(Problem requirements): Which lines of the material contain the word "rows"? Show each one.

(Records supplied):
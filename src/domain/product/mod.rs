//! Product domain - catalog entities, validation and the store contract

mod entity;
mod repository;
mod validation;

pub use entity::{NewProduct, Product, ProductId, ProductInput};
pub use repository::ProductStore;
pub use validation::{validate_product_input, ProductValidationError};

#[cfg(test)]
pub use repository::stub::StubProductStore;
#[cfg(test)]
pub use repository::MockProductStore;
// src/lib.rs
pub mod biom;
pub mod command;
pub mod error;
pub mod normalize;
pub mod runner;
pub mod sequences;
pub mod table;
pub mod types;

use std::path::Path;

use tempfile::TempDir;

use crate::command::{build_workflow_argv, OUTPUT_TABLE_FILENAME};
use crate::error::DeblurError;
use crate::normalize::{clean_sample_ids, hash_feature_ids, identity_feature_ids};
use crate::runner::{SubprocessRunner, WorkflowRunner};
use crate::sequences::RepSequences;
use crate::table::FeatureTable;
use crate::types::DenoiseParams;

/// Denoises 16S amplicon data with deblur's bundled 16S reference.
///
/// `demultiplexed_seqs` is the directory of per-sample demultiplexed FASTQ
/// files; `trim_length` is the position reads are trimmed to, `-1` to
/// disable trimming. Returns the denoised feature table together with the
/// representative sequence for every feature in it.
pub fn denoise_16s(
    demultiplexed_seqs: &Path,
    trim_length: i32,
    params: &DenoiseParams,
) -> Result<(FeatureTable, RepSequences), DeblurError> {
    denoise_16s_with(&SubprocessRunner, demultiplexed_seqs, trim_length, params)
}

/// Like [`denoise_16s`] but positive-filters against a caller-supplied
/// FASTA of reference sequences instead of the 16S default.
pub fn denoise_other(
    demultiplexed_seqs: &Path,
    reference_seqs: &Path,
    trim_length: i32,
    params: &DenoiseParams,
) -> Result<(FeatureTable, RepSequences), DeblurError> {
    denoise_other_with(
        &SubprocessRunner,
        demultiplexed_seqs,
        reference_seqs,
        trim_length,
        params,
    )
}

/// [`denoise_16s`] with an injected runner, for callers (and tests) that
/// substitute how the external tool is executed.
pub fn denoise_16s_with(
    runner: &dyn WorkflowRunner,
    demultiplexed_seqs: &Path,
    trim_length: i32,
    params: &DenoiseParams,
) -> Result<(FeatureTable, RepSequences), DeblurError> {
    denoise_helper(runner, demultiplexed_seqs, None, trim_length, params)
}

/// [`denoise_other`] with an injected runner.
pub fn denoise_other_with(
    runner: &dyn WorkflowRunner,
    demultiplexed_seqs: &Path,
    reference_seqs: &Path,
    trim_length: i32,
    params: &DenoiseParams,
) -> Result<(FeatureTable, RepSequences), DeblurError> {
    denoise_helper(
        runner,
        demultiplexed_seqs,
        Some(reference_seqs),
        trim_length,
        params,
    )
}

fn denoise_helper(
    runner: &dyn WorkflowRunner,
    demultiplexed_seqs: &Path,
    reference_seqs: Option<&Path>,
    trim_length: i32,
    params: &DenoiseParams,
) -> Result<(FeatureTable, RepSequences), DeblurError> {
    // 1. Scratch directory for this invocation only. Dropped (and deleted)
    //    on every exit path, including the error returns below.
    let scratch = TempDir::new()?;

    // 2. Build and run the deblur workflow command.
    let argv = build_workflow_argv(
        demultiplexed_seqs,
        scratch.path(),
        reference_seqs,
        trim_length,
        params,
    );
    runner.run(&argv)?;

    // 3. Load the table deblur wrote and strip per-file sample suffixes.
    let mut table = biom::load_table(&scratch.path().join(OUTPUT_TABLE_FILENAME))?;
    clean_sample_ids(&mut table);

    // 4. Apply the feature-id policy, keeping the mapping around.
    let fid_map = if params.hashed_feature_ids {
        hash_feature_ids(&mut table)?
    } else {
        identity_feature_ids(&table)
    };

    // 5. Pair the representative sequences off the same mapping.
    let rep_sequences = RepSequences::paired(&table, &fid_map)?;

    log::info!(
        "denoised {} features across {} samples",
        table.n_observations(),
        table.n_samples()
    );
    Ok((table, rep_sequences))
}

#[cfg(test)]
mod tests {
    use super::*;
    use std::fs;
    use std::path::PathBuf;

    /// Stands in for the deblur binary: drops a canned BIOM table into
    /// whatever --output-dir the argv names, or fails with a given status.
    struct FakeDeblur {
        biom_body: Option<&'static str>,
        status: i32,
    }

    impl FakeDeblur {
        fn writing(biom_body: &'static str) -> Self {
            Self {
                biom_body: Some(biom_body),
                status: 0,
            }
        }

        fn failing(status: i32) -> Self {
            Self {
                biom_body: None,
                status,
            }
        }
    }

    impl WorkflowRunner for FakeDeblur {
        fn run(&self, argv: &[String]) -> Result<(), DeblurError> {
            if self.status != 0 {
                return Err(DeblurError::WorkflowFailed {
                    status: self.status,
                });
            }
            let out_dir = argv
                .iter()
                .position(|t| t == "--output-dir")
                .and_then(|i| argv.get(i + 1))
                .map(PathBuf::from)
                .expect("argv must carry --output-dir");
            if let Some(body) = self.biom_body {
                fs::write(out_dir.join(OUTPUT_TABLE_FILENAME), body).unwrap();
            }
            Ok(())
        }
    }

    const TWO_FEATURE_BIOM: &str = r#"{
        "format": "Biological Observation Matrix 1.0.0",
        "matrix_type": "sparse",
        "shape": [2, 2],
        "rows": [{"id": "ACGTACGT", "metadata": null}, {"id": "TTGGTTGG", "metadata": null}],
        "columns": [{"id": "S1_001", "metadata": null}, {"id": "S2_002", "metadata": null}],
        "data": [[0, 0, 5], [0, 1, 2], [1, 1, 7]]
    }"#;

    #[test]
    fn hashed_run_end_to_end() {
        let runner = FakeDeblur::writing(TWO_FEATURE_BIOM);
        let (table, seqs) = denoise_16s_with(
            &runner,
            &PathBuf::from("demux"),
            150,
            &DenoiseParams::default(),
        )
        .unwrap();

        // Sample suffixes are gone.
        assert_eq!(table.sample_ids(), &["S1".to_string(), "S2".to_string()]);

        // Feature ids are 32-char md5 hex digests of the sequences.
        for rec in seqs.iter() {
            assert_eq!(rec.id.len(), 32);
            assert_eq!(rec.id, format!("{:x}", md5::compute(rec.sequence.as_bytes())));
        }

        // Table axis and sequence collection carry the same id set.
        let table_ids: Vec<&String> = table.observation_ids().iter().collect();
        let seq_ids: Vec<&String> = seqs.iter().map(|r| &r.id).collect();
        assert_eq!(table_ids, seq_ids);

        // Counts survived the renames.
        let acgt_id = format!("{:x}", md5::compute(b"ACGTACGT"));
        assert_eq!(table.get(&acgt_id, "S1"), 5.0);
        assert_eq!(table.get(&acgt_id, "S2"), 2.0);
    }

    #[test]
    fn unhashed_run_keeps_raw_sequences_as_ids() {
        let runner = FakeDeblur::writing(TWO_FEATURE_BIOM);
        let params = DenoiseParams {
            hashed_feature_ids: false,
            ..DenoiseParams::default()
        };
        let (table, seqs) =
            denoise_16s_with(&runner, &PathBuf::from("demux"), 150, &params).unwrap();

        assert_eq!(
            table.observation_ids(),
            &["ACGTACGT".to_string(), "TTGGTTGG".to_string()]
        );
        for rec in seqs.iter() {
            assert_eq!(rec.id, rec.sequence);
        }
    }

    #[test]
    fn other_variant_forwards_the_reference() {
        struct AssertRef;
        impl WorkflowRunner for AssertRef {
            fn run(&self, argv: &[String]) -> Result<(), DeblurError> {
                let i = argv
                    .iter()
                    .position(|t| t == "--pos-ref-fp")
                    .expect("reference flag missing");
                assert_eq!(argv[i + 1], "refs.fasta");
                // Fail afterwards so the test does not need a table.
                Err(DeblurError::WorkflowFailed { status: 1 })
            }
        }
        let err = denoise_other_with(
            &AssertRef,
            &PathBuf::from("demux"),
            &PathBuf::from("refs.fasta"),
            100,
            &DenoiseParams::default(),
        )
        .unwrap_err();
        assert!(matches!(err, DeblurError::WorkflowFailed { status: 1 }));
    }

    #[test]
    fn subprocess_failure_yields_no_outputs() {
        let runner = FakeDeblur::failing(1);
        let err = denoise_16s_with(
            &runner,
            &PathBuf::from("demux"),
            150,
            &DenoiseParams::default(),
        )
        .unwrap_err();
        assert!(matches!(err, DeblurError::WorkflowFailed { status: 1 }));
    }

    #[test]
    fn successful_exit_without_table_is_missing_output() {
        struct WritesNothing;
        impl WorkflowRunner for WritesNothing {
            fn run(&self, _argv: &[String]) -> Result<(), DeblurError> {
                Ok(())
            }
        }
        let err = denoise_16s_with(
            &WritesNothing,
            &PathBuf::from("demux"),
            150,
            &DenoiseParams::default(),
        )
        .unwrap_err();
        assert!(matches!(err, DeblurError::MissingOutput { .. }));
    }

    #[test]
    fn empty_table_comes_back_empty_not_as_an_error() {
        const EMPTY_BIOM: &str = r#"{
            "matrix_type": "sparse",
            "shape": [0, 1],
            "rows": [],
            "columns": [{"id": "S1_001"}],
            "data": []
        }"#;
        let runner = FakeDeblur::writing(EMPTY_BIOM);
        let (table, seqs) = denoise_16s_with(
            &runner,
            &PathBuf::from("demux"),
            150,
            &DenoiseParams::default(),
        )
        .unwrap();
        assert!(table.is_empty());
        assert!(seqs.is_empty());
    }

    #[test]
    fn identical_sequences_collapse_under_hashing() {
        // deblur should never emit duplicate row ids, but if it does the
        // content hash collapses them into one feature with merged counts.
        const DUP_BIOM: &str = r#"{
            "matrix_type": "sparse",
            "shape": [2, 1],
            "rows": [{"id": "ACGT"}, {"id": "ACGT"}],
            "columns": [{"id": "S1"}],
            "data": [[0, 0, 3], [1, 0, 4]]
        }"#;
        let runner = FakeDeblur::writing(DUP_BIOM);
        let (table, seqs) = denoise_16s_with(
            &runner,
            &PathBuf::from("demux"),
            150,
            &DenoiseParams::default(),
        )
        .unwrap();
        assert_eq!(table.n_observations(), 1);
        assert_eq!(seqs.len(), 1);
        let id = format!("{:x}", md5::compute(b"ACGT"));
        assert_eq!(table.get(&id, "S1"), 7.0);
    }
}
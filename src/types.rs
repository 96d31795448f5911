//src/types.rs

/// Scalar parameters forwarded to `deblur workflow`, minus the trim length
/// (which has no sensible default and is taken as a separate argument).
///
/// The unsigned fields encode the "all numeric parameters are non-negative"
/// rule in the type; values are never range-checked again downstream.
#[derive(Debug, Clone)]
pub struct DenoiseParams {
    /// Mean per-nucleotide error, used for the original sequence estimate.
    pub mean_error: f64,
    /// Insertion/deletion (indel) probability (same for N indels).
    pub indel_prob: f64,
    /// Maximum number of insertions/deletions.
    pub indel_max: u32,
    /// Retain only features appearing at least this many times across all
    /// samples in the resulting feature table.
    pub min_reads: u32,
    /// In each sample, discard all features with an abundance below this.
    pub min_size: u32,
    /// Number of jobs to start (if to run in parallel). Passed through to
    /// deblur opaquely; this crate never spawns workers of its own.
    pub jobs_to_start: u32,
    /// If true, replace every feature id (the raw sequence) with the MD5
    /// hex digest of its UTF-8 bytes.
    pub hashed_feature_ids: bool,
}

impl Default for DenoiseParams {
    fn default() -> Self {
        Self {
            mean_error: 0.005,
            indel_prob: 0.01,
            indel_max: 3,
            min_reads: 10,
            min_size: 2,
            jobs_to_start: 1,
            hashed_feature_ids: true,
        }
    }
}

/// `trim_length` value that disables trimming inside deblur. Forwarded to
/// the command line verbatim, never special-cased here.
pub const NO_TRIM: i32 = -1;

(Solution):
        "rows": [{"id": "ACGTACGT", "metadata": null}, {"id": "TTGGTTGG", "metadata": null}],
            "rows": [],
            "rows": [{"id": "ACGT"}, {"id": "ACGT"}],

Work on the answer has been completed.